Founded on the conviction that design can help address some of society’s most pressing challenges, the Jacobs Institute for Design Innovation at the University of California, Berkeley, is devoted to introducing design innovation at the center of engineering education and university life. The project was conceived by the College of Engineering as an interdisciplinary hub for students and teachers from across the university who “love working at the intersection of design and technology”. It is designed as both a team-based, project-centric educational space and a compelling symbol to the region of the University’s commitment to enlightened, sustainable innovation.
Committed to the school motto, “A sound mind in a sound body,” The Winsor School’s new mixed-use facility serves as the home for the performing arts, athletics, and wellness education at the center of the school’s historic campus. The project features a new 515-seat theater, which serves as the school’s main assembly space, as well as major athletic and recreation facilities, including a two-court gymnasium, five squash courts, and physical education spaces. Other program elements include rehearsal and teaching areas for drama, dance, music, and health and wellness.

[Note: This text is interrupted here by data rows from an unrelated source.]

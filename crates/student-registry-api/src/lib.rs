use std::path::PathBuf;

use anyhow::Result;
use serde::{Deserialize, Serialize};
use student_registry_core::{
    RegistryError, StudentFields, StudentId, StudentPayload, StudentRecord,
};
use student_registry_store_sqlite::{IntegrityReport, SchemaStatus, SqliteStore};

pub const DELETED_MESSAGE: &str = "Student deleted successfully";

/// Find/create/update/delete primitives of the record store.
///
/// Implementations report infrastructure failures through `anyhow`; absence is
/// reported as `None`, never as an error.
pub trait StudentStore: Send + Sync {
    /// # Errors
    /// Returns an error when the store cannot be reached or read.
    fn find_all(&self) -> Result<Vec<StudentRecord>>;

    /// # Errors
    /// Returns an error when the store cannot be reached or read.
    fn find_by_id(&self, id: StudentId) -> Result<Option<StudentRecord>>;

    /// Persist a new record; the store assigns `id` and `created_at`.
    ///
    /// # Errors
    /// Returns an error when the store rejects or cannot complete the write.
    fn create(&self, fields: &StudentFields) -> Result<StudentRecord>;

    /// # Errors
    /// Returns an error when the store rejects or cannot complete the write.
    fn update(&self, id: StudentId, fields: &StudentFields) -> Result<Option<StudentRecord>>;

    /// # Errors
    /// Returns an error when the store rejects or cannot complete the write.
    fn delete(&self, id: StudentId) -> Result<Option<StudentRecord>>;
}

/// [`StudentStore`] backed by a SQLite file; every call opens its own connection.
#[derive(Debug, Clone)]
pub struct SqliteStudentStore {
    db_path: PathBuf,
}

impl SqliteStudentStore {
    #[must_use]
    pub fn new(db_path: PathBuf) -> Self {
        Self { db_path }
    }

    #[must_use]
    pub fn db_path(&self) -> &PathBuf {
        &self.db_path
    }

    fn open_store(&self) -> Result<SqliteStore> {
        let mut store = SqliteStore::open(&self.db_path)?;
        store.migrate()?;
        Ok(store)
    }

    /// Inspect schema status without applying migrations. Opening creates the
    /// database file and the `schema_migrations` table if they are missing.
    ///
    /// # Errors
    /// Returns an error when the `SQLite` database cannot be opened or queried.
    pub fn schema_status(&self) -> Result<SchemaStatus> {
        SqliteStore::open(&self.db_path)?.schema_status()
    }

    /// Run the store's integrity probes.
    ///
    /// # Errors
    /// Returns an error when the database cannot be opened or a probe fails.
    pub fn integrity_check(&self) -> Result<IntegrityReport> {
        self.open_store()?.integrity_check()
    }
}

impl StudentStore for SqliteStudentStore {
    fn find_all(&self) -> Result<Vec<StudentRecord>> {
        self.open_store()?.list_students()
    }

    fn find_by_id(&self, id: StudentId) -> Result<Option<StudentRecord>> {
        self.open_store()?.get_student(id)
    }

    fn create(&self, fields: &StudentFields) -> Result<StudentRecord> {
        self.open_store()?.create_student(fields)
    }

    fn update(&self, id: StudentId, fields: &StudentFields) -> Result<Option<StudentRecord>> {
        self.open_store()?.replace_student(id, fields)
    }

    fn delete(&self, id: StudentId) -> Result<Option<StudentRecord>> {
        self.open_store()?.delete_student(id)
    }
}

#[derive(Debug, Clone, Serialize, Deserialize, PartialEq, Eq)]
pub struct DeleteResult {
    pub message: String,
    pub student: StudentRecord,
}

/// The five registry operations with identifier and payload validation in front of the store.
#[derive(Debug, Clone)]
pub struct StudentRegistryApi<S = SqliteStudentStore> {
    store: S,
}

impl StudentRegistryApi<SqliteStudentStore> {
    #[must_use]
    pub fn new(db_path: PathBuf) -> Self {
        Self { store: SqliteStudentStore::new(db_path) }
    }
}

impl<S> StudentRegistryApi<S>
where
    S: StudentStore,
{
    #[must_use]
    pub fn with_store(store: S) -> Self {
        Self { store }
    }

    #[must_use]
    pub fn store(&self) -> &S {
        &self.store
    }

    /// Return every student, newest first.
    ///
    /// # Errors
    /// Returns [`RegistryError::StoreUnavailable`] when the store fails.
    pub fn list(&self) -> Result<Vec<StudentRecord>, RegistryError> {
        self.store.find_all().map_err(store_unavailable)
    }

    /// Fetch one student by its textual identifier.
    ///
    /// # Errors
    /// Returns [`RegistryError::InvalidIdentifier`] before touching the store when `raw_id`
    /// is malformed, [`RegistryError::NotFound`] when no record matches, and
    /// [`RegistryError::StoreUnavailable`] when the store fails.
    pub fn get(&self, raw_id: &str) -> Result<StudentRecord, RegistryError> {
        let id = StudentId::parse(raw_id)?;
        self.store.find_by_id(id).map_err(store_unavailable)?.ok_or(RegistryError::NotFound(id))
    }

    /// Validate a payload and persist a new student.
    ///
    /// # Errors
    /// Returns [`RegistryError::Validation`] when the payload is incomplete or invalid, and
    /// [`RegistryError::StoreUnavailable`] when the store fails.
    pub fn create(&self, payload: &StudentPayload) -> Result<StudentRecord, RegistryError> {
        let fields = payload.validate()?;
        let record = self.store.create(&fields).map_err(store_unavailable)?;
        tracing::info!(student_id = %record.id, "created student");
        Ok(record)
    }

    /// Replace every field of one student.
    ///
    /// The identifier is checked first, then the payload, then the store.
    ///
    /// # Errors
    /// Returns [`RegistryError::InvalidIdentifier`], [`RegistryError::Validation`],
    /// [`RegistryError::NotFound`] or [`RegistryError::StoreUnavailable`].
    pub fn update(
        &self,
        raw_id: &str,
        payload: &StudentPayload,
    ) -> Result<StudentRecord, RegistryError> {
        let id = StudentId::parse(raw_id)?;
        let fields = payload.validate()?;
        let record = self
            .store
            .update(id, &fields)
            .map_err(store_unavailable)?
            .ok_or(RegistryError::NotFound(id))?;
        tracing::info!(student_id = %id, "updated student");
        Ok(record)
    }

    /// Permanently remove one student and return its last state.
    ///
    /// # Errors
    /// Returns [`RegistryError::InvalidIdentifier`], [`RegistryError::NotFound`] or
    /// [`RegistryError::StoreUnavailable`].
    pub fn delete(&self, raw_id: &str) -> Result<DeleteResult, RegistryError> {
        let id = StudentId::parse(raw_id)?;
        let student =
            self.store.delete(id).map_err(store_unavailable)?.ok_or(RegistryError::NotFound(id))?;
        tracing::info!(student_id = %id, "deleted student");
        Ok(DeleteResult { message: DELETED_MESSAGE.to_string(), student })
    }
}

fn store_unavailable(err: anyhow::Error) -> RegistryError {
    RegistryError::StoreUnavailable(format!("{err:#}"))
}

The Electrical and Computer Engineering Department at the University of Illinois Urbana-Champaign consistently ranks amongst the top five engineering programs in the country. Known for groundbreaking research and technological innovations, the department needed a new home that reflected the program prestige by becoming the most sustainable laboratory classroom in the world. The 230,000-square foot building was designed with maximum energy efficiency in mind, eventually reaching a Net Zero Energy rating. This is an incredible feat, considering that to date the Department of Energy has classified only 10 U.S. facilities as net-zero energy buildings, each less than 15,000-square foot.

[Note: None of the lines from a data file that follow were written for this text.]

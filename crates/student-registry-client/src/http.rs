use std::time::Duration;

use serde::de::DeserializeOwned;
use serde::{Deserialize, Serialize};
use student_registry_core::{StudentId, StudentPayload, StudentRecord};

use crate::ClientError;

pub const DEFAULT_SERVER_URL: &str = "http://127.0.0.1:5000";
pub const DEFAULT_TIMEOUT: Duration = Duration::from_secs(10);

/// Body of a successful `DELETE /api/students/:id`.
#[derive(Debug, Clone, Serialize, Deserialize, Eq, PartialEq)]
pub struct DeletedStudent {
    pub message: String,
    pub student: StudentRecord,
}

#[derive(Debug, Deserialize)]
struct ErrorBody {
    error: String,
}

/// Blocking JSON client for the student registry service.
#[derive(Debug, Clone)]
pub struct StudentsClient {
    agent: ureq::Agent,
    base_url: String,
}

impl StudentsClient {
    #[must_use]
    pub fn new(base_url: &str, timeout: Duration) -> Self {
        let agent = ureq::AgentBuilder::new().timeout(timeout).build();
        Self { agent, base_url: base_url.trim_end_matches('/').to_string() }
    }

    #[must_use]
    pub fn base_url(&self) -> &str {
        &self.base_url
    }

    /// # Errors
    /// Returns `ClientError::Api` for any non-2xx status, `Transport` when the
    /// server cannot be reached and `Decode` for an unexpected body. Calls that
    /// take an id return `InvalidIdentifier` without a request when it does
    /// not parse.
    pub fn list(&self) -> Result<Vec<StudentRecord>, ClientError> {
        decode(self.agent.get(&self.url("/api/students")).call())
    }

    /// # Errors
    /// See [`StudentsClient::list`].
    pub fn get(&self, id: &str) -> Result<StudentRecord, ClientError> {
        decode(self.agent.get(&self.student_url(id)?).call())
    }

    /// # Errors
    /// See [`StudentsClient::list`].
    pub fn create(&self, payload: &StudentPayload) -> Result<StudentRecord, ClientError> {
        decode(self.agent.post(&self.url("/api/students")).send_json(payload))
    }

    /// # Errors
    /// See [`StudentsClient::list`].
    pub fn update(&self, id: &str, payload: &StudentPayload) -> Result<StudentRecord, ClientError> {
        decode(self.agent.put(&self.student_url(id)?).send_json(payload))
    }

    /// # Errors
    /// See [`StudentsClient::list`].
    pub fn delete(&self, id: &str) -> Result<DeletedStudent, ClientError> {
        decode(self.agent.delete(&self.student_url(id)?).call())
    }

    fn url(&self, path: &str) -> String {
        format!("{}{path}", self.base_url)
    }

    /// Only canonical ids reach the path, so nothing typed can alter the route.
    fn student_url(&self, id: &str) -> Result<String, ClientError> {
        let id = StudentId::parse(id)
            .map_err(|err| ClientError::InvalidIdentifier(err.to_string()))?;
        Ok(self.url(&format!("/api/students/{id}")))
    }
}

fn decode<T>(result: Result<ureq::Response, ureq::Error>) -> Result<T, ClientError>
where
    T: DeserializeOwned,
{
    match result {
        Ok(response) => {
            response.into_json::<T>().map_err(|err| ClientError::Decode(err.to_string()))
        }
        Err(ureq::Error::Status(status, response)) => {
            let message = response.into_json::<ErrorBody>().ok().map(|body| body.error);
            tracing::debug!(status, message = ?message, "student registry request rejected");
            Err(ClientError::api(status, message))
        }
        Err(ureq::Error::Transport(transport)) => {
            tracing::debug!("student registry unreachable: {transport}");
            Err(ClientError::Transport(transport.to_string()))
        }
    }
}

The genesis for the new Neural and Behavioral Sciences (NBS) building is the acknowledgment that the study of complex behaviors will be a fundamental focus of life sciences in the 21st century. The NBS building strongly identifies itself as an iconic gateway into campus and celebrates a new life sciences precinct by defining a new academic quadrangle.

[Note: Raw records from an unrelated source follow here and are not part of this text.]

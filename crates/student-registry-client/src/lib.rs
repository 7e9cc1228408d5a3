//! Client side of the student registry: a typed view-state cache over the
//! student list, the blocking HTTP client that feeds it, and the controller
//! that ties the two together.

mod controller;
mod http;
mod view;

pub use controller::{StudentListController, StudentsBackend};
pub use http::{DeletedStudent, StudentsClient, DEFAULT_SERVER_URL, DEFAULT_TIMEOUT};
pub use view::{
    filter_by_name, sort_by_name, EmptyReason, Listing, Notification, NotificationKind, SortOrder,
    StudentListView, ViewState,
};

use student_registry_core::ErrorKind;

#[derive(Debug, Clone, thiserror::Error, Eq, PartialEq)]
pub enum ClientError {
    #[error("HTTP {status}: {}", .message.as_deref().unwrap_or("request failed without an error body"))]
    Api { status: u16, kind: Option<ErrorKind>, message: Option<String> },
    #[error("transport error: {0}")]
    Transport(String),
    #[error("invalid response body: {0}")]
    Decode(String),
    #[error("{0}")]
    InvalidIdentifier(String),
    #[error("{0}")]
    Validation(String),
    #[error("student list is not ready")]
    NotReady,
}

impl ClientError {
    /// Build an API error, classifying it from the status and the server's message.
    #[must_use]
    pub fn api(status: u16, message: Option<String>) -> Self {
        let kind = match status {
            400 if message
                .as_deref()
                .is_some_and(|text| text.starts_with("invalid student id")) =>
            {
                Some(ErrorKind::InvalidIdentifier)
            }
            400 => Some(ErrorKind::Validation),
            404 => Some(ErrorKind::NotFound),
            500..=599 => Some(ErrorKind::StoreUnavailable),
            _ => None,
        };
        Self::Api { status, kind, message }
    }

    #[must_use]
    pub fn kind(&self) -> Option<ErrorKind> {
        match self {
            Self::Api { kind, .. } => *kind,
            Self::InvalidIdentifier(_) => Some(ErrorKind::InvalidIdentifier),
            Self::Validation(_) => Some(ErrorKind::Validation),
            Self::Transport(_) | Self::Decode(_) | Self::NotReady => None,
        }
    }

    /// Text shown to the user: the server's own message when it sent one,
    /// locally detected problems as-is, `fallback` otherwise.
    #[must_use]
    pub fn notification_text(&self, fallback: &str) -> String {
        match self {
            Self::Api { message: Some(message), .. } if !message.is_empty() => message.clone(),
            Self::InvalidIdentifier(message) | Self::Validation(message) => message.clone(),
            _ => fallback.to_string(),
        }
    }
}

The jury for the 2017 Educational Facility Design Awards includes: Brian G. Minnich, AIA (Chair), GWWO Inc./Architects; Alissa Harrington, John Hopkins University School of Education; Jenine Kotob, Assoc, AIA, Quinn Evans Architects; Philip Poinelli, FAIA, SMMA / Architects; and Brandi Rickels, Lake|Flato Architects.
About The American Institute of Architects
Founded in 1857, The American Institute of Architects consistently works to create more valuable, healthy, secure, and sustainable buildings, neighborhoods, and communities. Through nearly 300 state and local chapters, AIA advocates for public policies that promote economic vitality and public wellbeing. Members adhere to a code of ethics and conduct to ensure the highest professional standards. AIA provides members with tools and resources to assist them in their careers and business as well as engaging civic and government leaders and the public to find solutions to pressing issues facing our communities, institutions, nation and world.